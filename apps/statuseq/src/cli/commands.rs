//! # CLI Command Implementations
//!
//! This module contains the actual implementations of CLI commands.

use super::Outcome;
use crate::{api, config::AppConfig, loader};
use statuseq_core::{Comparator, Comparison, StatusEqError};
use std::path::Path;

// =============================================================================
// COMPARE COMMAND
// =============================================================================

/// Load two documents and compare their statuses.
pub fn compare_files(
    comparator: &Comparator,
    old: &Path,
    new: &Path,
    typed: bool,
) -> Result<Comparison, StatusEqError> {
    let old_resource = loader::to_resource(loader::load_document(old)?, typed)?;
    let new_resource = loader::to_resource(loader::load_document(new)?, typed)?;
    comparator.compare(&old_resource, &new_resource)
}

/// Compare two resource documents and report the verdict.
pub fn cmd_compare(
    config: &AppConfig,
    old: &Path,
    new: &Path,
    typed: bool,
    show_diff: bool,
    json_mode: bool,
) -> Result<Outcome, StatusEqError> {
    let comparator = Comparator::with_options(config.compare.clone())?;
    let comparison = compare_files(&comparator, old, new, typed)?;

    tracing::debug!(
        old = %old.display(),
        new = %new.display(),
        typed,
        equal = comparison.equal,
        "Comparison finished"
    );

    if json_mode {
        let output = serde_json::json!({
            "equal": comparison.equal,
            "diff": comparison.diff,
        });
        println!(
            "{}",
            serde_json::to_string_pretty(&output).unwrap_or_default()
        );
    } else if comparison.equal {
        println!("Statuses are equal");
    } else {
        println!("Statuses differ");
        if show_diff {
            match &comparison.diff {
                Some(diff) if !diff.is_empty() => {
                    println!();
                    println!("{}", diff);
                }
                _ => println!("(no field-level diff available)"),
            }
        }
    }

    Ok(if comparison.equal {
        Outcome::Success
    } else {
        Outcome::StatusChanged
    })
}

// =============================================================================
// CHECK-CONFIG COMMAND
// =============================================================================

/// Print the effective configuration.
pub fn cmd_check_config(config: &AppConfig, json_mode: bool) -> Result<Outcome, StatusEqError> {
    if json_mode {
        let output = serde_json::to_string_pretty(config)
            .map_err(|e| StatusEqError::SerializationError(e.to_string()))?;
        println!("{}", output);
    } else {
        println!("statuseq Configuration");
        println!("======================");
        print!("{}", config.to_toml_string()?);
    }
    Ok(Outcome::Success)
}

// =============================================================================
// SERVER COMMAND
// =============================================================================

/// Start the HTTP server.
pub async fn cmd_server(
    config: AppConfig,
    host: Option<String>,
    port: Option<u16>,
) -> Result<Outcome, StatusEqError> {
    let host = host.unwrap_or_else(|| config.server.host.clone());
    let port = port.unwrap_or(config.server.port);

    println!("statuseq Server Starting...");
    println!();
    println!("Configuration:");
    println!("  Host:           {}", host);
    println!("  Port:           {}", port);
    println!("  Conditions key: {}", config.compare.conditions_key);
    println!();
    println!("Endpoints:");
    println!("  POST /compare - Compare two resource statuses");
    println!("  GET  /config  - Effective comparison options");
    println!("  GET  /health  - Health check");
    println!();
    println!("Press Ctrl+C to stop");
    println!();

    let state = api::AppState::from_config(&config)?;
    let addr = format!("{}:{}", host, port);
    api::run_server(&addr, state).await?;
    Ok(Outcome::Success)
}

= = = = = = =

WHAT YOU SHOULD DO: Find the word "clone" in the entries above. Copy every line that has it.

RESPONSE TO THE EXERCISE:
    let comparator = Comparator::with_options(config.compare.clone())?;
    let host = host.unwrap_or_else(|| config.server.host.clone());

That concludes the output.